Task objective:
Reproduce the entries below exactly, but only from the line containing "self.root = Ptr::NULL;" to the line containing "When the count", inclusive.

───── Record excerpts ─────

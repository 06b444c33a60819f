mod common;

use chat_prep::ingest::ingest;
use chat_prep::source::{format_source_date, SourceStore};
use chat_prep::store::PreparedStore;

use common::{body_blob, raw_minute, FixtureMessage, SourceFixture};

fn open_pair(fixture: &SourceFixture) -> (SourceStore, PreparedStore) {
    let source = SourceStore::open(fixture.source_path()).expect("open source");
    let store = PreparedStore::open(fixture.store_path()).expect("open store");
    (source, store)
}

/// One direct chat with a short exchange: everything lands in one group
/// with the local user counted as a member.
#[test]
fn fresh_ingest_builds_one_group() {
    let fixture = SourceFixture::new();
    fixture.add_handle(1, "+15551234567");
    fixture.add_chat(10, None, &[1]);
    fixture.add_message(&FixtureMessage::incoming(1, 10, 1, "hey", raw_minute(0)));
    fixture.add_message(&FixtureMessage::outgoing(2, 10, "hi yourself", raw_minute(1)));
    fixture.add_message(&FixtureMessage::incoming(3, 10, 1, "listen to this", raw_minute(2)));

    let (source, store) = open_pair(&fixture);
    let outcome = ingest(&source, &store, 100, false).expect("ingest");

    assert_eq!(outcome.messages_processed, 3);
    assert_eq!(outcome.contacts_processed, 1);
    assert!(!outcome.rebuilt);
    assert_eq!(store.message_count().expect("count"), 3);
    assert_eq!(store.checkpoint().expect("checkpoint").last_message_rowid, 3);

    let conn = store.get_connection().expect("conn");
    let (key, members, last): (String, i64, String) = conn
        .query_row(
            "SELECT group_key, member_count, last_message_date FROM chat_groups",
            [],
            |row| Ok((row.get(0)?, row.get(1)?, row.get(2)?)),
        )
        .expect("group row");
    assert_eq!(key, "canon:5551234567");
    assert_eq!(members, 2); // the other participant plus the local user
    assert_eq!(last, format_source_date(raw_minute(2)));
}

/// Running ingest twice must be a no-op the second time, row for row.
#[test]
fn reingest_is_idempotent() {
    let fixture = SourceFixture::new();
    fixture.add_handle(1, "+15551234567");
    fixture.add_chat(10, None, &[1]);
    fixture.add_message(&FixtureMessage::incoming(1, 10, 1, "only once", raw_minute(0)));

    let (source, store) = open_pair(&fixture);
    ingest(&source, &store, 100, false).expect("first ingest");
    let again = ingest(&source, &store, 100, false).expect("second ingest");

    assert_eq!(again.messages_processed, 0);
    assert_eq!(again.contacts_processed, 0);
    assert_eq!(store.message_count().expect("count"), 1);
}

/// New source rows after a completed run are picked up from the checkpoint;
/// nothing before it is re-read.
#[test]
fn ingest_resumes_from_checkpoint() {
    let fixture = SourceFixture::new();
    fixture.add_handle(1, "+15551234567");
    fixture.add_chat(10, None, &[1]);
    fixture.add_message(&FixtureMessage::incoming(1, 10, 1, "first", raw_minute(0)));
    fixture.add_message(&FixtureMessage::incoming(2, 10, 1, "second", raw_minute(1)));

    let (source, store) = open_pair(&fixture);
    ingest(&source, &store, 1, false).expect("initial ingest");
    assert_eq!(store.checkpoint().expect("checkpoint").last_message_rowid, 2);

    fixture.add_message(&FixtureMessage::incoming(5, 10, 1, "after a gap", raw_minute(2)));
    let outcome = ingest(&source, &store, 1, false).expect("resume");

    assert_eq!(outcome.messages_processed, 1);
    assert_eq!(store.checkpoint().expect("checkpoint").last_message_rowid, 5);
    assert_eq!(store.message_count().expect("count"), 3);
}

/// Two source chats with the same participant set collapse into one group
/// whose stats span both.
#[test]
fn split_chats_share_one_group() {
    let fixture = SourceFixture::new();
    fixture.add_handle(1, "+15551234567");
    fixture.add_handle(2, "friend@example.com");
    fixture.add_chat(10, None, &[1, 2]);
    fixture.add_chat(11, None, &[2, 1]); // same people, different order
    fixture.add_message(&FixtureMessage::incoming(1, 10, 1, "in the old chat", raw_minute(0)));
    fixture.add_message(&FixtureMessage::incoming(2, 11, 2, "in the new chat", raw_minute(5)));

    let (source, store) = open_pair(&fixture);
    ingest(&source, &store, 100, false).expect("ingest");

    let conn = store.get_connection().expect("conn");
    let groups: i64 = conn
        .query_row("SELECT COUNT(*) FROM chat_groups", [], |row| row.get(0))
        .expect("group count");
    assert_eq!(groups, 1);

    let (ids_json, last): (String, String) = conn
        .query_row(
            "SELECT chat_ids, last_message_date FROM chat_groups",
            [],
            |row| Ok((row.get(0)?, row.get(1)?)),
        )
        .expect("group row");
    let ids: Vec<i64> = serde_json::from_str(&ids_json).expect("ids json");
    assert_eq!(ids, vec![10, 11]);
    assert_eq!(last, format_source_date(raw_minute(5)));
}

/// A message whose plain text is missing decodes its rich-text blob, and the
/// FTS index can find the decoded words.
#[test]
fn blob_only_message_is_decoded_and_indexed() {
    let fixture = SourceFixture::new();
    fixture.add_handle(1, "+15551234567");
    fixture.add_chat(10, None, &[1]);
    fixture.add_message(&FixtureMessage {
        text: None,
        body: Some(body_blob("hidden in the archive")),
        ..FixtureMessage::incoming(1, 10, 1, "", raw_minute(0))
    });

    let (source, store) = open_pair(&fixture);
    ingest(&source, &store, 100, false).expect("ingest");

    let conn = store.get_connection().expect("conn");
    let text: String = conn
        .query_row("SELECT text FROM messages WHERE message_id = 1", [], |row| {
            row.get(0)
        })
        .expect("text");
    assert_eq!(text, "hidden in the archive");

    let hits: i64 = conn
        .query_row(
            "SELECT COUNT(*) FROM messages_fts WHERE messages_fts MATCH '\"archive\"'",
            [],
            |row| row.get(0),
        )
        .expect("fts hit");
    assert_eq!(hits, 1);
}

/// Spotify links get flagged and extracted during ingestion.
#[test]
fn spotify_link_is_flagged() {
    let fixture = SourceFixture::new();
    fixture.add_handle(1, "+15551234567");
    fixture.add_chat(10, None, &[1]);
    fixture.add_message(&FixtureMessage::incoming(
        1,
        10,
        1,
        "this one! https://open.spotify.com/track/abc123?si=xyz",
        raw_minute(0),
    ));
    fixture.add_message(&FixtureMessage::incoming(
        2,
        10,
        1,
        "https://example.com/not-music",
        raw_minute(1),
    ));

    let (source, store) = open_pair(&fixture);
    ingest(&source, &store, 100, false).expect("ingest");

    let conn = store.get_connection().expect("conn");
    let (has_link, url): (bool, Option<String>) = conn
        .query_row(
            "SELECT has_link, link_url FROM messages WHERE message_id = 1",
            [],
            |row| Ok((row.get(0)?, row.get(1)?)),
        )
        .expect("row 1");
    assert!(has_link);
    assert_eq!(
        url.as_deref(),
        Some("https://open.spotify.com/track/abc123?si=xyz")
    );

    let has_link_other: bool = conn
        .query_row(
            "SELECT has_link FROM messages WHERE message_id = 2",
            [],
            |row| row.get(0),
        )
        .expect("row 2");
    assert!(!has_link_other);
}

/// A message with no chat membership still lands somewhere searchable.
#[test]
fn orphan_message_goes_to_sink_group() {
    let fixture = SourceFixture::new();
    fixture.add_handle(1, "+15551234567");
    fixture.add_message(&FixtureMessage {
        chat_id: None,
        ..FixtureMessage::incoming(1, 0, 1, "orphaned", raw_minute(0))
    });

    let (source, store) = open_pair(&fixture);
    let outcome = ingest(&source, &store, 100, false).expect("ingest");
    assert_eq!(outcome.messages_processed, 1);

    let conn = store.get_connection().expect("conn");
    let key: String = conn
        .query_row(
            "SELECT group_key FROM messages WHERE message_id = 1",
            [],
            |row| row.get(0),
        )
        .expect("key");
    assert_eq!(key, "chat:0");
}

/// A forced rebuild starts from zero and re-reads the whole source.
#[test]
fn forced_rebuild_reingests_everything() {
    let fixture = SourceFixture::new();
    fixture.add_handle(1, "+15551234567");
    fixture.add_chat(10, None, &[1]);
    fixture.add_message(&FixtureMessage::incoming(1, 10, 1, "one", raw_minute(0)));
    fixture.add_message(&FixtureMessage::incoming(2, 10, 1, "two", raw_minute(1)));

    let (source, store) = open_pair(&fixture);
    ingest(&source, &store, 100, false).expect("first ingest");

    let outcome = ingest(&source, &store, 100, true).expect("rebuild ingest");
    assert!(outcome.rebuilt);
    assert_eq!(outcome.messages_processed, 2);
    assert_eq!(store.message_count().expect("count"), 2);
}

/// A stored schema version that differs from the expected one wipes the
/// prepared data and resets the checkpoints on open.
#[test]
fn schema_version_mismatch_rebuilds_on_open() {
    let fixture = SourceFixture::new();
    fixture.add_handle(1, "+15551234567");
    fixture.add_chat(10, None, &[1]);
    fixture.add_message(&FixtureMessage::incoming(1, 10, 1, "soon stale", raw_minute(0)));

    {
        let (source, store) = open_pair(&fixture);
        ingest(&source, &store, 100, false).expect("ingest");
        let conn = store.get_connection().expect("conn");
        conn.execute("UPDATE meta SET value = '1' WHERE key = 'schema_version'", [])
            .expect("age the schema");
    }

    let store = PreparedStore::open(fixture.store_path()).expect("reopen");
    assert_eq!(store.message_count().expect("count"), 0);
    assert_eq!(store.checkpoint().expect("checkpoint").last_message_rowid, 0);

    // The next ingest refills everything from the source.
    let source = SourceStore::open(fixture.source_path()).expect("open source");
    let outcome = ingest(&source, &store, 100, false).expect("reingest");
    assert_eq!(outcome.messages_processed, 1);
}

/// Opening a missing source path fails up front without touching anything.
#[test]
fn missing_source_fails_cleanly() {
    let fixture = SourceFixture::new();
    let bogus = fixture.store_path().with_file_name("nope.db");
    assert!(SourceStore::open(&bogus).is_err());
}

─────
───── Record excerpts ─────

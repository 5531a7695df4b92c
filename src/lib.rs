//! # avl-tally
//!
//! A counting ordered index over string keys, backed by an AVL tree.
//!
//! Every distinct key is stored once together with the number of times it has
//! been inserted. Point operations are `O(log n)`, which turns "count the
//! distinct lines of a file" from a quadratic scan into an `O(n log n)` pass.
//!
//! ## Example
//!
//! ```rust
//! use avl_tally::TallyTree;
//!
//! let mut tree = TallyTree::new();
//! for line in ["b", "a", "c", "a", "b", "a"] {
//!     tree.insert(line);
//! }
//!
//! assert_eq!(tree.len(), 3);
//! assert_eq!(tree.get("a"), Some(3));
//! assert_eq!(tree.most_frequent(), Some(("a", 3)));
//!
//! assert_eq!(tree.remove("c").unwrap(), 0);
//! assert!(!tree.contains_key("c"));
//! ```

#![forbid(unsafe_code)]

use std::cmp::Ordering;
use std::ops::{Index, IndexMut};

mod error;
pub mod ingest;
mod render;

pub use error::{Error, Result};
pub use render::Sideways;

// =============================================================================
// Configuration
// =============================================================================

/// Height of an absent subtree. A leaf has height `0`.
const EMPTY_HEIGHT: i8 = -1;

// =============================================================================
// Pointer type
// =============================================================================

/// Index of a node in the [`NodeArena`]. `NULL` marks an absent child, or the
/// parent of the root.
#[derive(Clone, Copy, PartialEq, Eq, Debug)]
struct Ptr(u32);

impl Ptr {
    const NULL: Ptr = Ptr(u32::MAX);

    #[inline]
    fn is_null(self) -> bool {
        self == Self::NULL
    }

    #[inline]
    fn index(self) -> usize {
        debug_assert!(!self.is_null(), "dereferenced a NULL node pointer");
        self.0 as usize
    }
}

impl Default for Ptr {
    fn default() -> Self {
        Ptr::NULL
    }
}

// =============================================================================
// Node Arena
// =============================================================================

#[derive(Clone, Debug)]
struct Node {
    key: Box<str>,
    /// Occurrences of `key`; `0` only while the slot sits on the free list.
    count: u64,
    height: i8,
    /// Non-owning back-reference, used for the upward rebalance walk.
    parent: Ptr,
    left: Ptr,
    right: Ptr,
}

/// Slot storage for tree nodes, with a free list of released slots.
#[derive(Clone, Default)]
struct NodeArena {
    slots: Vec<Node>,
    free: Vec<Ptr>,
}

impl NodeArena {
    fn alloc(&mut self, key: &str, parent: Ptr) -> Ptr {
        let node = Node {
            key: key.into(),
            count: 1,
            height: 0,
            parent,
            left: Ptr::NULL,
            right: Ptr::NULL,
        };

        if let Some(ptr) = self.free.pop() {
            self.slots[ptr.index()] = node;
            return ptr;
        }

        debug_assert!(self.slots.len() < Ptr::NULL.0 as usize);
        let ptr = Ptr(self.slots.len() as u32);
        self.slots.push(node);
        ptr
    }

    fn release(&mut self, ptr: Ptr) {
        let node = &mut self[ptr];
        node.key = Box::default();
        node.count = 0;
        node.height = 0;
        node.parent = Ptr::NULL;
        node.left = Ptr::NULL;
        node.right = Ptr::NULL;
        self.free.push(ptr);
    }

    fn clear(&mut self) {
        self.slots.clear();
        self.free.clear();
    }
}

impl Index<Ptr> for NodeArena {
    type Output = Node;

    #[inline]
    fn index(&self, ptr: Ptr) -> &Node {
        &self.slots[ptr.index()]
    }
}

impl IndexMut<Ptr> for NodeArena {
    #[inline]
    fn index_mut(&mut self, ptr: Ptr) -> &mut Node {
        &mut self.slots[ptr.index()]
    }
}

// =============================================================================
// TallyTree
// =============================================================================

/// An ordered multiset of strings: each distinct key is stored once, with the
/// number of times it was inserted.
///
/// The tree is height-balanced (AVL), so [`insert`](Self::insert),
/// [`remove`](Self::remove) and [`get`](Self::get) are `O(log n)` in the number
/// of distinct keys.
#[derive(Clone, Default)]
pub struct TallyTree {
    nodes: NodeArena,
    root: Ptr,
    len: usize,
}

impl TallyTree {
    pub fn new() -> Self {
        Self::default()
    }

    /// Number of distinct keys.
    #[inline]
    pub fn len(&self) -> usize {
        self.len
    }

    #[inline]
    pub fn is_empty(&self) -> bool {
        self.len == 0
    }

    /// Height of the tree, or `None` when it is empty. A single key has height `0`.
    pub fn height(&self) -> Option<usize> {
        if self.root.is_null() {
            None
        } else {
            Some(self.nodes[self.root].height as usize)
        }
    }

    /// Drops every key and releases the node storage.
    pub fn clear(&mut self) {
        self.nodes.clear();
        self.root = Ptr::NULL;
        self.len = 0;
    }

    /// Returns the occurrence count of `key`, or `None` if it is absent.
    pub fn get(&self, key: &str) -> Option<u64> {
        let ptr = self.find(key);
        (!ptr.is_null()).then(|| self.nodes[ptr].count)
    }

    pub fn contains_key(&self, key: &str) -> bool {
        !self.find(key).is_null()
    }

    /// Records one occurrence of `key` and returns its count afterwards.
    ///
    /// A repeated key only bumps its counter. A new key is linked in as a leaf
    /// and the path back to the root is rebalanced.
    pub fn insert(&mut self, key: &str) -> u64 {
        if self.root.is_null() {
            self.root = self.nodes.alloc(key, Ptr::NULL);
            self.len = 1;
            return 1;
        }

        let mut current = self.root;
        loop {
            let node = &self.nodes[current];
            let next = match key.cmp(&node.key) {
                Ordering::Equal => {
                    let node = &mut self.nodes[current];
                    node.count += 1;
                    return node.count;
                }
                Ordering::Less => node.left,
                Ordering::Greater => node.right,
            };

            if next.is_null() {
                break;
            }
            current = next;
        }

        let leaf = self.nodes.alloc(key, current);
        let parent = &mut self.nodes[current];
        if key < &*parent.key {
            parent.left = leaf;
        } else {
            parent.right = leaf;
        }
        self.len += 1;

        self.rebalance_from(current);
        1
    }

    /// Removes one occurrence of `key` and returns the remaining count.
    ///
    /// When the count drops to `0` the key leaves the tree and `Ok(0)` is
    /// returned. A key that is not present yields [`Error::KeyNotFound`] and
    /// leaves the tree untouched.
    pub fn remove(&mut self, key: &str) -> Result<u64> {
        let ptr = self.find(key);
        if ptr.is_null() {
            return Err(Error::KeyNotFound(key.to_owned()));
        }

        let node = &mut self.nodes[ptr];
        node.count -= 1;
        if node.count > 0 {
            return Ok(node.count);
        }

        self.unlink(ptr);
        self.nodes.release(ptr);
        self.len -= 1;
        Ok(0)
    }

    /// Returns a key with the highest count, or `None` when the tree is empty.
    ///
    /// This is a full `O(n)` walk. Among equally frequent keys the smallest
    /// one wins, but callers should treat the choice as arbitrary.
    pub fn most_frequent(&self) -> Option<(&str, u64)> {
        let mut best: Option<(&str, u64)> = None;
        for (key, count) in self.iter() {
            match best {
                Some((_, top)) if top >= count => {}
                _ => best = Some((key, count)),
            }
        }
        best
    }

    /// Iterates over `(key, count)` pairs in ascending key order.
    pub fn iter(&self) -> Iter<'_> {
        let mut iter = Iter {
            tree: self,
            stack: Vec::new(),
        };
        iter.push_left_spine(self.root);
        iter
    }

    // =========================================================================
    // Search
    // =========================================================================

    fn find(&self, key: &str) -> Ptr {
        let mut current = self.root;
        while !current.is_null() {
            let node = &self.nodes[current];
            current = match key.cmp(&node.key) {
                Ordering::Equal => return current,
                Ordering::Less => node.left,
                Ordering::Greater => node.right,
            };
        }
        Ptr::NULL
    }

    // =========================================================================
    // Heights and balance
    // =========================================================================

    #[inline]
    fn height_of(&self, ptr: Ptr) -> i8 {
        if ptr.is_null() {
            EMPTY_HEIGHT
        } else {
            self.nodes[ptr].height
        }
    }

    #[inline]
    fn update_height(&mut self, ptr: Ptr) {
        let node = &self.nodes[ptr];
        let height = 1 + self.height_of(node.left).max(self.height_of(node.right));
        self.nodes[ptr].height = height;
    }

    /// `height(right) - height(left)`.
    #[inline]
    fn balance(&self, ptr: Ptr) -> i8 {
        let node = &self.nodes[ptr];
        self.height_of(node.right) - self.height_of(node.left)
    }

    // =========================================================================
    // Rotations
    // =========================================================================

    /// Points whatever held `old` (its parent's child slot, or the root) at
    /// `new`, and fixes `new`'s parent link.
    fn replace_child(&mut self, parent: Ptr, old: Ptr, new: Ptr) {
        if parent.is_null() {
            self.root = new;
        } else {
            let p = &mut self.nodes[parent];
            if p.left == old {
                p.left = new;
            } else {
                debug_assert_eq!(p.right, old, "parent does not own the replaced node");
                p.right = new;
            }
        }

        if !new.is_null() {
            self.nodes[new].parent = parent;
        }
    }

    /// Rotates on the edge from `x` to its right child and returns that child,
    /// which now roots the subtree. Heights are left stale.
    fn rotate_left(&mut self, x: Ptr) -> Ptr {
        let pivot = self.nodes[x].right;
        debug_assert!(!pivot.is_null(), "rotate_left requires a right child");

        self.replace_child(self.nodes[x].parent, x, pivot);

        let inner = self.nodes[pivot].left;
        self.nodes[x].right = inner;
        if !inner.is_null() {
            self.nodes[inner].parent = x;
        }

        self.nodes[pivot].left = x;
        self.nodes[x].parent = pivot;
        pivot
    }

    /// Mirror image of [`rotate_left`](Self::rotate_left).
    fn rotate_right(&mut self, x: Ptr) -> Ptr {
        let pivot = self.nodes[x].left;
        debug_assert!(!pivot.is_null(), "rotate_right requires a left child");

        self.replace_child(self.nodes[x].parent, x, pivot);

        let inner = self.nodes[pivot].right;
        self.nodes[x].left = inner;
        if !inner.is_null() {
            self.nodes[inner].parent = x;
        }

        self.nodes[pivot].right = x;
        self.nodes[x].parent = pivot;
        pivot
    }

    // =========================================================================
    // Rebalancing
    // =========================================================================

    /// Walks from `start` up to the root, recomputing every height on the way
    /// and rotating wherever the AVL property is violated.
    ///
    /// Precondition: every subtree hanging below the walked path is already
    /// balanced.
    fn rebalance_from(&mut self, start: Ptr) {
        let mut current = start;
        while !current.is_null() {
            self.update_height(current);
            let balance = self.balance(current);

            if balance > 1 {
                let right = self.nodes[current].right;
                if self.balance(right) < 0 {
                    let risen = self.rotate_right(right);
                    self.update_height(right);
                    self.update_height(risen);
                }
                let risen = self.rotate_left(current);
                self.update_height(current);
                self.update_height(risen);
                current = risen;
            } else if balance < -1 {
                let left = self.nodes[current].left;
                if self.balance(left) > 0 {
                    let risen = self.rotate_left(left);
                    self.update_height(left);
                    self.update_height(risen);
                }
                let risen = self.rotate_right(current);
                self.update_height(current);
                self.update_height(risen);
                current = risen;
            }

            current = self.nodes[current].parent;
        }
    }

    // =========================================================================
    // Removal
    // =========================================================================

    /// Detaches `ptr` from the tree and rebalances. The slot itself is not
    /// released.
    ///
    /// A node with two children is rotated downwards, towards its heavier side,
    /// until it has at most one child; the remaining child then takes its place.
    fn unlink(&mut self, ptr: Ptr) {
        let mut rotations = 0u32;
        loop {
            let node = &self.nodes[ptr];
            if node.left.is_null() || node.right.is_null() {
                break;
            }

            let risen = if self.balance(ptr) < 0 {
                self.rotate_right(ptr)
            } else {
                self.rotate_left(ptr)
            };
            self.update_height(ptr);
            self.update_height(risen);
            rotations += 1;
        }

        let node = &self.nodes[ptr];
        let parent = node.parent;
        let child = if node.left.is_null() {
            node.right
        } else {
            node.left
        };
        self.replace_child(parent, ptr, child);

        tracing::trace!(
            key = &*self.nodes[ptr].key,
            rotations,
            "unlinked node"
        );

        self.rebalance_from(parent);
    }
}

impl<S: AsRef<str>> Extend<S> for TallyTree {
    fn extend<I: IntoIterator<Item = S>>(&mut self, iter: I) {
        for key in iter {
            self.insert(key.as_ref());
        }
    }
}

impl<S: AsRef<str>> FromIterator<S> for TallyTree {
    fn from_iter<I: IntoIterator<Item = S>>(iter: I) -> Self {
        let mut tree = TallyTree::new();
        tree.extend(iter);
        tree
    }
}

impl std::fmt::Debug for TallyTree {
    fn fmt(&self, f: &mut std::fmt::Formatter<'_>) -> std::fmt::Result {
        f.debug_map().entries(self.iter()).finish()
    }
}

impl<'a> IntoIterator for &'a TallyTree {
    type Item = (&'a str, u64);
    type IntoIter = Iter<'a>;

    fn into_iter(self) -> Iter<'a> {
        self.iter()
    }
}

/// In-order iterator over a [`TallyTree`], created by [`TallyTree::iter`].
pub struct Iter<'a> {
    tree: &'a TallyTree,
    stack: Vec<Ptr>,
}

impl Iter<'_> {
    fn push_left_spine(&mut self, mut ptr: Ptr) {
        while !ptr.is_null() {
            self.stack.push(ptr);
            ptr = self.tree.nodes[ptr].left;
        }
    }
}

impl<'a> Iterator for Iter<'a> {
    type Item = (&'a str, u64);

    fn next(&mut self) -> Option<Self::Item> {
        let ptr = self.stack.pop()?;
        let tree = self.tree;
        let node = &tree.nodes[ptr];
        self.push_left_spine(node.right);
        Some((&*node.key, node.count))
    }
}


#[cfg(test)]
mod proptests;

─────
───── Record excerpts ─────

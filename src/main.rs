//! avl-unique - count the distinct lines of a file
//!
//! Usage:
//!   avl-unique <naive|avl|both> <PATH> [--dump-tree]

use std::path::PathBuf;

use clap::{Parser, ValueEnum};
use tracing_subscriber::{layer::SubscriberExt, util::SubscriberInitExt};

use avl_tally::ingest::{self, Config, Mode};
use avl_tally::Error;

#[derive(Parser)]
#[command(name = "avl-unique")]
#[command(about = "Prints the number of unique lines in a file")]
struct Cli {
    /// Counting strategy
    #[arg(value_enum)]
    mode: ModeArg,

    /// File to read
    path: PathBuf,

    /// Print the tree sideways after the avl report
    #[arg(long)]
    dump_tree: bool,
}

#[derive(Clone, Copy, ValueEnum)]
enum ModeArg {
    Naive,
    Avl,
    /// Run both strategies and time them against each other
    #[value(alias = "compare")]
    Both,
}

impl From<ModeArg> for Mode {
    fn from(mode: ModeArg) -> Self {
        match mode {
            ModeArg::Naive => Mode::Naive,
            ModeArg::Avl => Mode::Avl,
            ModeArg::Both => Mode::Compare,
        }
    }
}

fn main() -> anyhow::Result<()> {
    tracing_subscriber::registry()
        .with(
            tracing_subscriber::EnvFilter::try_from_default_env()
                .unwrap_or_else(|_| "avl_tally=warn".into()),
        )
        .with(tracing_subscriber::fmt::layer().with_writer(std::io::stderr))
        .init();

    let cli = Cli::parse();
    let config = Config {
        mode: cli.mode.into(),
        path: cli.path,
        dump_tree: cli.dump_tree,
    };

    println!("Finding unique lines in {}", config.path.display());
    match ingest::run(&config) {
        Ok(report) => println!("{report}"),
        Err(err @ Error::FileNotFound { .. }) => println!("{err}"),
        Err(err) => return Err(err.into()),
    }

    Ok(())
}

─────

Output for this exercise:
        self.root = Ptr::NULL;
        self.len = 0;
    }

    /// Returns the occurrence count of `key`, or `None` if it is absent.
    pub fn get(&self, key: &str) -> Option<u64> {
        let ptr = self.find(key);
        (!ptr.is_null()).then(|| self.nodes[ptr].count)
    }

    pub fn contains_key(&self, key: &str) -> bool {
        !self.find(key).is_null()
    }

    /// Records one occurrence of `key` and returns its count afterwards.
    ///
    /// A repeated key only bumps its counter. A new key is linked in as a leaf
    /// and the path back to the root is rebalanced.
    pub fn insert(&mut self, key: &str) -> u64 {
        if self.root.is_null() {
            self.root = self.nodes.alloc(key, Ptr::NULL);
            self.len = 1;
            return 1;
        }

        let mut current = self.root;
        loop {
            let node = &self.nodes[current];
            let next = match key.cmp(&node.key) {
                Ordering::Equal => {
                    let node = &mut self.nodes[current];
                    node.count += 1;
                    return node.count;
                }
                Ordering::Less => node.left,
                Ordering::Greater => node.right,
            };

            if next.is_null() {
                break;
            }
            current = next;
        }

        let leaf = self.nodes.alloc(key, current);
        let parent = &mut self.nodes[current];
        if key < &*parent.key {
            parent.left = leaf;
        } else {
            parent.right = leaf;
        }
        self.len += 1;

        self.rebalance_from(current);
        1
    }

    /// Removes one occurrence of `key` and returns the remaining count.
    ///
    /// When the count drops to `0` the key leaves the tree and `Ok(0)` is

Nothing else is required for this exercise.